Your Clue is that while blogging is news, news is also blogging.
Losing the Future for Short Term Value
Speaking of news, Editor and Publisher reports that newspapers across the U.S. are moving toward forced-registration models on their Web sites. It's now "proven" that, while forcing registration cuts traffic at first, it provides demographic data that can sell ads. Besides, traffic eventually recovers.
This is short-term thinking at its finest. The problem with forced registration isn't the loss of traffic. It's the fact that it kills support for incoming links. Sites that force registration become cul de sacs, unable to engage with the larger Web.
The long-term answer is a shared database, so that if someone registers at, say, The New York Times, that cookie can be exchanged at other news sites, and the registration information can be copied. If a third party owned the shared database (as companies like Equifax own them in credit reporting) there are no anti-trust problems. There's even an incentive to draw non-traditional media into the mix.
But there are still problems of small time corporate jealousy. The Times may not want to share its hard-won data with, say, Newsday, or the Philadelphia Inquirer. So it won't happen.
And newspapers will thus remain cul de sacs, shouting more-and-more loudly into a smaller-and-smaller space until they just disappear.
The Waiting for Godot Bug
The "Slammer" worm, which hit Microsoft SQL Server databases recently , was yet another body blow to Microsoft's prestige.
This attack was so bad it even hit ATM networks which, thanks to the deterioration of the telecomm sector, are now getting tied into public circuits where they don't belong.
Microsoft did its best to patch the damage, and many system managers sprang to its defense.
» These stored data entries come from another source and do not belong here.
//! Chat session: ties the persona, rolling history, token source, speech
//! dispatcher and history store together for one conversation.
//!
//! A turn has two halves so the front-end can stay responsive (and handle
//! `/stop`) while the response streams:
//!
//! 1. [`ChatSession::start_turn`] records the user turn, builds and prunes
//!    the request, opens the token stream and spawns the response runner.
//! 2. [`ChatSession::complete_turn`] stores the visible reply and persists
//!    the history.

use std::sync::Arc;

use tokio::sync::mpsc::UnboundedSender;
use tokio::task::JoinHandle;

use crate::config::{AppConfig, StreamConfig};
use crate::conversation::{
    prune, CharRatioEstimator, ConversationHistory, ConversationTurn, HistoryStore, StoreError,
};
use crate::llm::{LlmError, TokenSource};
use crate::tts::SpeechDispatcher;

use super::runner::{spawn_response, ResponseOutcome};
use super::state::StreamEvent;

/// Characters shown per turn by [`ChatSession::recall`].
pub const RECALL_PREVIEW_CHARS: usize = 15;

// ---------------------------------------------------------------------------
// ChatSession
// ---------------------------------------------------------------------------

pub struct ChatSession {
    persona: ConversationTurn,
    history: ConversationHistory,
    max_history: usize,
    budget: usize,
    estimator: CharRatioEstimator,
    stream_config: StreamConfig,
    source: Arc<dyn TokenSource>,
    dispatcher: Option<SpeechDispatcher>,
    store: Option<HistoryStore>,
}

impl ChatSession {
    /// Create a session, restoring history from `store` when present.
    ///
    /// An unreadable history file is logged and the session starts empty.
    pub fn new(
        config: &AppConfig,
        source: Arc<dyn TokenSource>,
        dispatcher: Option<SpeechDispatcher>,
        store: Option<HistoryStore>,
    ) -> Self {
        let history = match store.as_ref().map(HistoryStore::load) {
            Some(Ok(history)) => history,
            Some(Err(e)) => {
                log::warn!("session: could not restore history ({e}), starting fresh");
                ConversationHistory::new()
            }
            None => ConversationHistory::new(),
        };
        if !history.is_empty() {
            log::info!("session: restored {} turn(s)", history.len());
        }

        Self {
            persona: ConversationTurn::system(config.persona.system_prompt.clone()),
            history,
            max_history: config.memory.max_history,
            budget: config.llm.prompt_budget(),
            estimator: CharRatioEstimator::new(config.llm.tokens_per_char),
            stream_config: config.stream.clone(),
            source,
            dispatcher,
            store,
        }
    }

    /// Persona followed by the history, pruned to the prompt budget.
    pub fn build_request(&self) -> Vec<ConversationTurn> {
        let mut request = Vec::with_capacity(self.history.len() + 1);
        request.push(self.persona.clone());
        request.extend_from_slice(&self.history);
        prune(&request, self.budget, &self.estimator)
    }

    /// Record `user_text` and start streaming the reply.
    ///
    /// Must be called from within a tokio runtime.  Events for the response
    /// arrive on `events`; the handle resolves once text is complete and
    /// every sentence has been spoken or skipped.
    ///
    /// # Errors
    ///
    /// When the token stream cannot be opened the user turn is rolled back
    /// and the error returned.
    pub fn start_turn(
        &mut self,
        user_text: &str,
        events: UnboundedSender<StreamEvent>,
    ) -> Result<JoinHandle<ResponseOutcome>, LlmError> {
        self.history.push(ConversationTurn::user(user_text));
        let request = self.build_request();
        log::debug!(
            "session: request of {} turn(s) for {} in history",
            request.len(),
            self.history.len()
        );

        let stream = match self.source.stream(&request) {
            Ok(stream) => stream,
            Err(e) => {
                self.history.pop();
                return Err(e);
            }
        };

        let speech = self
            .dispatcher
            .as_ref()
            .and_then(SpeechDispatcher::begin_response);
        Ok(spawn_response(
            stream,
            self.stream_config.clone(),
            speech,
            events,
        ))
    }

    /// Store the visible reply (reasoning already removed) and persist.
    ///
    /// A blank reply leaves the history untouched.
    pub fn complete_turn(&mut self, outcome: &ResponseOutcome) {
        if outcome.visible.trim().is_empty() {
            log::info!("session: empty reply, nothing stored");
            return;
        }
        self.history
            .push(ConversationTurn::assistant(outcome.visible.trim()));

        let excess = self.history.len().saturating_sub(self.max_history);
        self.history.drain(..excess);

        if let Some(store) = &self.store {
            if let Err(e) = store.save(&self.history) {
                log::warn!("session: failed to save history: {e}");
            }
        }
    }

    /// Role-labelled previews of the last `n` turns, oldest first.
    pub fn recall(&self, n: usize) -> Vec<String> {
        let start = self.history.len().saturating_sub(n);
        self.history[start..]
            .iter()
            .map(|turn| {
                let mut preview: String =
                    turn.content().chars().take(RECALL_PREVIEW_CHARS).collect();
                if turn.content().chars().count() > RECALL_PREVIEW_CHARS {
                    preview.push_str("...");
                }
                format!("{}: {preview}", turn.role().as_str())
            })
            .collect()
    }

    /// Forget the conversation, in memory and on disk.
    pub fn clear(&mut self) -> Result<(), StoreError> {
        self.history.clear();
        match &self.store {
            Some(store) => store.clear(),
            None => Ok(()),
        }
    }

    /// Stop speaking.  The response text keeps streaming.
    pub fn stop_speech(&self) {
        if let Some(dispatcher) = &self.dispatcher {
            dispatcher.stop();
        }
    }

    pub fn history(&self) -> &[ConversationTurn] {
        &self.history
    }

    pub fn dispatcher(&self) -> Option<&SpeechDispatcher> {
        self.dispatcher.as_ref()
    }
}

// ---------------------------------------------------------------------------
// Tests
// ---------------------------------------------------------------------------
But the fact is that, until Microsoft offered patches, system managers were helpless, because you can't even look at Microsoft software, let alone fix it.
This isn't a problem with open source systems like Linux, even those with "proprietary" twists in application licenses. When you have a problem, not only can you get to work on it, but so can everyone else, even if that problem is in the basic code-sharing technology itself .
It could be Microsoft recognizes just how big a problem it has, because it has pulled the name "Palladium" from its security suite. But it will take more than a name change to get Microsoft back into the server game. Even 1,500 new salesmen won't be able to put this together again Until Microsoft addresses the basic flaw in proprietary computing, what I call the Waiting for Godot bug, it has no chance of turning things around.
Clued-in (maybe) are six major retailers buying the failed Echo online music store . This could eliminate the industry's disintermediation problem, and put people in charge of online music who know how to sell music.
Clueless (definitely) is Deep Junior , which lost to World Chess Champion Garry Kasparov last week. You can program a computer to beat a specific chess player, any player. The real test is how well a program does against all-comers.